Warming and latitude shape the non-consumptive effects of native and invasive alien crayfish predators on damselfly prey
- 1. Institute of Nature Conservation Polish Academy of Sciences, Krakow, Poland
- 2. Institute of Nature Conservation Polish Academy of Sciences, Krakow, Poland|Cairo University, Giza, Egypt
- 3. Laboratory of Evolutionary Stress Ecology and Ecotoxicology, Leuven, Belgium
Description
There is increasing concern that the effects of biological invasions may be magnified by other human-induced global changes. Here, we compare the non-consumptive effects imposed by invasive vs. native predators and how these (differential) responses to both predator types depend on warming and prey latitude.
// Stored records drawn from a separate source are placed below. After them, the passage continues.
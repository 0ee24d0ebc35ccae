use crate::command::{AtomicCommand, Command};
use crate::config::CacheConfig;
use crate::diff::DiffModel;
use crate::error::Result;
use crate::ids::{Address, Id, Revision};
use crate::read_cache::ReadCachingModel;
use crate::traits::{ReadableModel, WritableModel};
use crate::transaction::TransactionBuilder;
use crate::value::Value;

/// Reads go through a [`ReadCachingModel`], writes collect in a [`DiffModel`]
/// on top of it. The base is never written.
#[derive(Debug)]
pub struct ReadWriteCachingModel<B> {
    diff: DiffModel<ReadCachingModel<B>>,
}

impl<B: ReadableModel> ReadWriteCachingModel<B> {
    pub fn new(base: B) -> Self {
        Self::with_config(base, CacheConfig::default())
    }

    pub fn with_config(base: B, config: CacheConfig) -> Self {
        Self {
            diff: DiffModel::new(ReadCachingModel::with_config(base, config)),
        }
    }

    pub fn read_cache(&self) -> &ReadCachingModel<B> {
        self.diff.base()
    }

    pub fn base(&self) -> &B {
        self.diff.base().base()
    }

    pub fn base_reads(&self) -> usize {
        self.diff.base().base_reads()
    }

    pub fn has_changes(&self) -> bool {
        self.diff.has_changes()
    }

    pub fn added_objects(&self) -> Vec<Id> {
        self.diff.added_objects()
    }

    pub fn removed_objects(&self) -> Vec<Id> {
        self.diff.removed_objects()
    }

    pub fn potentially_changed_objects(&self) -> Vec<Id> {
        self.diff.potentially_changed_objects()
    }

    pub fn to_command_list(&self, forced: bool) -> Vec<AtomicCommand> {
        self.diff.to_command_list(forced)
    }

    pub fn to_transaction(&self, forced: bool) -> Result<Option<Command>> {
        self.diff.to_transaction(forced)
    }

    pub fn commit_to(&self, builder: &mut TransactionBuilder, forced: bool) -> Result<()> {
        self.diff.commit_to(builder, forced)
    }

    /// Discards pending edits; cached reads are kept.
    pub fn clear(&mut self) {
        self.diff.clear();
    }

    pub fn into_base(self) -> B {
        self.diff.into_base().into_base()
    }
}

impl<B: ReadableModel> ReadableModel for ReadWriteCachingModel<B> {
    fn address(&self) -> Address {
        self.diff.address()
    }

    fn revision(&self) -> Revision {
        self.diff.revision()
    }

    fn has_object(&self, object: &Id) -> bool {
        self.diff.has_object(object)
    }

    fn object_ids(&self) -> Vec<Id> {
        self.diff.object_ids()
    }

    fn object_revision(&self, object: &Id) -> Option<Revision> {
        self.diff.object_revision(object)
    }

    fn has_field(&self, object: &Id, field: &Id) -> bool {
        self.diff.has_field(object, field)
    }

    fn field_ids(&self, object: &Id) -> Vec<Id> {
        self.diff.field_ids(object)
    }

    fn field_revision(&self, object: &Id, field: &Id) -> Option<Revision> {
        self.diff.field_revision(object, field)
    }

    fn value(&self, object: &Id, field: &Id) -> Option<Value> {
        self.diff.value(object, field)
    }
}

impl<B: ReadableModel> WritableModel for ReadWriteCachingModel<B> {
    fn create_object(&mut self, object: &Id) -> bool {
        self.diff.create_object(object)
    }

    fn remove_object(&mut self, object: &Id) -> bool {
        self.diff.remove_object(object)
    }

    fn create_field(&mut self, object: &Id, field: &Id) -> bool {
        self.diff.create_field(object, field)
    }

    fn remove_field(&mut self, object: &Id, field: &Id) -> bool {
        self.diff.remove_field(object, field)
    }

    fn set_value(&mut self, object: &Id, field: &Id, value: Option<Value>) -> bool {
        self.diff.set_value(object, field, value)
    }
}
//! Timed stages

use std::time::Duration;

use super::Stage;
use crate::event::ValueEvent;

/// Re-emits the latest event every period, whatever the upstream cadence
///
/// The first event goes out at once; the node's ticker then repeats the
/// latest one, with a fresh timestamp if the event carries one.
#[derive(Debug)]
pub struct Rate {
    period: Duration,
    latest: Option<ValueEvent>,
}

impl Rate {
    pub fn new(period: Duration) -> Self {
        Self {
            period,
            latest: None,
        }
    }
}

impl Stage for Rate {
    fn name(&self) -> &'static str {
        "rate"
    }

    fn process(&mut self, event: ValueEvent) -> Option<ValueEvent> {
        let first = self.latest.is_none();
        self.latest = Some(event.clone());
        first.then_some(event)
    }

    fn tick_interval(&self) -> Option<Duration> {
        Some(self.period)
    }

    fn on_tick(&mut self) -> Option<ValueEvent> {
        let mut event = self.latest.clone()?;
        if event.timestamp().is_some() {
            event.refresh_timestamp();
        }
        Some(event)
    }
}

/// Emits at most once per period, latest value wins
///
/// Events arriving between ticks are coalesced and the newest is flushed on
/// the next tick, restamped like [`Rate`] does. A tick with nothing pending
/// arms the stage so the next event passes straight through.
#[derive(Debug)]
pub struct RateLimit {
    period: Duration,
    pending: Option<ValueEvent>,
    armed: bool,
}

impl RateLimit {
    pub fn new(period: Duration) -> Self {
        Self {
            period,
            pending: None,
            armed: false,
        }
    }
}

impl Stage for RateLimit {
    fn name(&self) -> &'static str {
        "ratelimit"
    }

    fn process(&mut self, event: ValueEvent) -> Option<ValueEvent> {
        if self.armed {
            self.armed = false;
            return Some(event);
        }
        self.pending = Some(event);
        None
    }

    fn tick_interval(&self) -> Option<Duration> {
        Some(self.period)
    }

    fn on_tick(&mut self) -> Option<ValueEvent> {
        match self.pending.take() {
            Some(mut event) => {
                if event.timestamp().is_some() {
                    event.refresh_timestamp();
                }
                Some(event)
            }
            None => {
                self.armed = true;
                None
            }
        }
    }
}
We raised damselfly larvae from central- and high-latitudes in incubators under two temperatures (current [20 °C] and warming [24 °C]) and further exposed them to one of three predator cues: noble (native), signal (invasive at both latitudes) and spiny-cheek (invasive at central- but absent at high latitudes) crayfish. Growth rate increased in central-latitude but decreased in high-latitude prey in response to both noble and signal crayfish. The spiny-cheek crayfish only reduced growth rate in high-latitude prey. Cues from all three crayfish species generally caused a higher net energy budget, but only under warming. Our results demonstrated that high-latitude prey were able to recognize a novel invasive predator (spiny-cheek crayfish) cue, and revealed differential growth responses of central- and high-latitude prey toward the shared invasive predator (signal crayfish). Our data provide rare support for the concern that global change factors may magnify the impact of both native and novel invasive predators.